I saw him ride—Meghnad—his body streaked with ash, his mouth set like iron. He wasn’t scared. He wasn’t shaken. He was incandescent. The air around him shimmered with heat and exhaustion and fury. He took down the first wave like he was slicing through paper dolls. The monkeys fell. The giants of their army crumpled. Even the smug digital twin of a god—LX-One—hit the ground, breathless, broken. Meghnad’s Shakti Astra—his ultimate code—ripped through the air and felled him.
For one delicious moment, the battlefield froze. I remember the taste of it—copper on my tongue, hope in my chest. But the universe? The universe doesn’t let people like us win.
They brought the Flying Mountain.
Don’t laugh. I’m not joking. They actually flew a mountain. Some blessed monkey—probably cursed with eternal optimism—lifted an entire piece of earth, soared through burning skies, and dropped the cure like a cosmic prank. LX-One blinked. Sat up. Smiled.
Meghnad’s fate was sealed.
The duel that followed—I can barely speak of it without the acid rising in my throat. He fought. He fought like stars collapsing. He burned brighter than any of them. But Ram.exe—the untouchable avatar—and his resurrected sidekick had the weight of the script on their side. The ending was already written.
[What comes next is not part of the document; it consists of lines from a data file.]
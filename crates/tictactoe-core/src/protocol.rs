use serde::{Deserialize, Serialize};

use crate::board::Mark;

/// Lifecycle of a game session.
#[derive(Clone, Copy, Debug, PartialEq, Eq, Serialize, Deserialize)]
#[serde(rename_all = "snake_case")]
pub enum GameState {
    Waiting,
    Playing,
    Finished,
}

/// Messages sent from client to server
#[derive(Debug, Clone, PartialEq, Eq, Serialize, Deserialize)]
#[serde(tag = "type", rename_all = "snake_case")]
pub enum ClientMessage {
    /// Position is signed on the wire so out-of-range values decode and get
    /// ignored instead of dropping the connection.
    Move {
        position: i64,
    },
    NewGame,
    #[serde(other)]
    Unknown,
}

/// A seated player as shown to clients.
#[derive(Debug, Clone, PartialEq, Eq, Serialize, Deserialize)]
pub struct PlayerInfo {
    pub id: i64,
    pub name: String,
    pub avatar_url: Option<String>,
    pub mark: Mark,
}

/// Messages sent from server to client
#[derive(Debug, Clone, PartialEq, Eq, Serialize, Deserialize)]
#[serde(tag = "type", rename_all = "snake_case")]
pub enum ServerMessage {
    Init {
        /// The mark assigned to the receiving connection.
        player: Mark,
        board: Vec<String>,
        turn: Mark,
        state: GameState,
        players: Vec<PlayerInfo>,
    },
    Update {
        board: Vec<String>,
        turn: Mark,
        state: GameState,
        players: Vec<PlayerInfo>,
    },
    #[serde(rename = "gameover")]
    GameOver {
        board: Vec<String>,
        state: GameState,
        /// `None` on a draw.
        winner: Option<Mark>,
        #[serde(default, skip_serializing_if = "Option::is_none")]
        winning_cells: Option<[usize; 3]>,
    },
    Error {
        error: String,
    },
}

/// Account returned by `/api/user`
#[derive(Debug, Clone, Serialize, Deserialize)]
pub struct UserInfo {
    pub id: i64,
    pub username: String,
    pub avatar_url: String,
}

/// Win/loss/draw counters returned by `/api/stats`
#[derive(Debug, Clone, Serialize, Deserialize)]
pub struct PlayerStats {
    pub player_id: i64,
    pub wins: u32,
    pub losses: u32,
    pub draws: u32,
}

/// Device auth flow response
#[derive(Debug, Clone, Serialize, Deserialize)]
pub struct DeviceAuthResponse {
    pub user_code: String,
    pub verification_uri: String,
    pub interval: u64,
}

/// Auth poll response
#[derive(Debug, Clone, Serialize, Deserialize)]
#[serde(tag = "status")]
pub enum AuthPollResponse {
    Pending,
    Complete { token: String, username: String },
    Expired,
}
They cut him down. Not cleanly. Not heroically. It was ugly. His blood splattered across the dust. His breath rattled out of his chest like a broken wind-up toy. His eyes—those beautiful, dark eyes—didn’t close. Even as he fell, he stared upwards. As if trying to remember what sky looked like before wars. His body—my boy’s perfect, bloodied body—was left to burn. Because that’s what they do to threats. They turn them to ash.
I didn’t scream. I didn’t cry. I just... sat. Tracing the line of my scar. Counting my breaths. And knowing the next horror was already waiting.
And so came Kumbh-K.exe.
They dragged him out of sleep. They woke him. My brother. My gentle, monstrous, soft-spoken titan. He didn’t want this. He never wanted this. But love makes you stupid. Family makes you suicidal.
I watched them dress him in metal he couldn’t carry, push weapons into hands built for feasting, for laughter, not slaughter. He marched because they told him to. Because loyalty is a disease.
When he stepped onto the field, the ground actually shook. The enemy froze. Even the coded heroes hesitated. For a heartbeat, we had our last hope.
And then they destroyed him.
Not immediately. No. They chipped away. Wound by wound. Arrow by arrow. Until even he—the unstoppable, the immovable—began to fall.
I felt something inside me snap when he hit the earth. The sound it made—oh gods, the sound—it was like bones breaking inside my skull. They say the earth remembers the footprints of giants. I wonder if it remembers when they die.
Kumbh-K.exe was too kind for this world. He was too soft. The kind of softness the universe eats alive.
And all around us? Fire. Walls collapsing. Soldiers screaming. The air tasted like metal and old death. And Ravn—he still stood. Or rather, he still wobbled. His ten heads—those public relations filters he wore like crowns—were cracking. Dimming. Glitching out. One by one. Until only his real face—small, terrified, human—remained.
And across the charred ocean, the Ram.exe army marched on. Polished. Untouched. Unbothered. They never flinched. Not once. Even as bodies stacked higher than the walls of Lank.OS, they smiled.
I sat in the ruins. Scarred, forgotten, half-mad. And I whispered, ‘Let them fight. Let them burn. I am done.’
Because in the end, there’s no justice. No right side. No victory. Only bodies. Only ash. Only the same dying song played on infinite loop.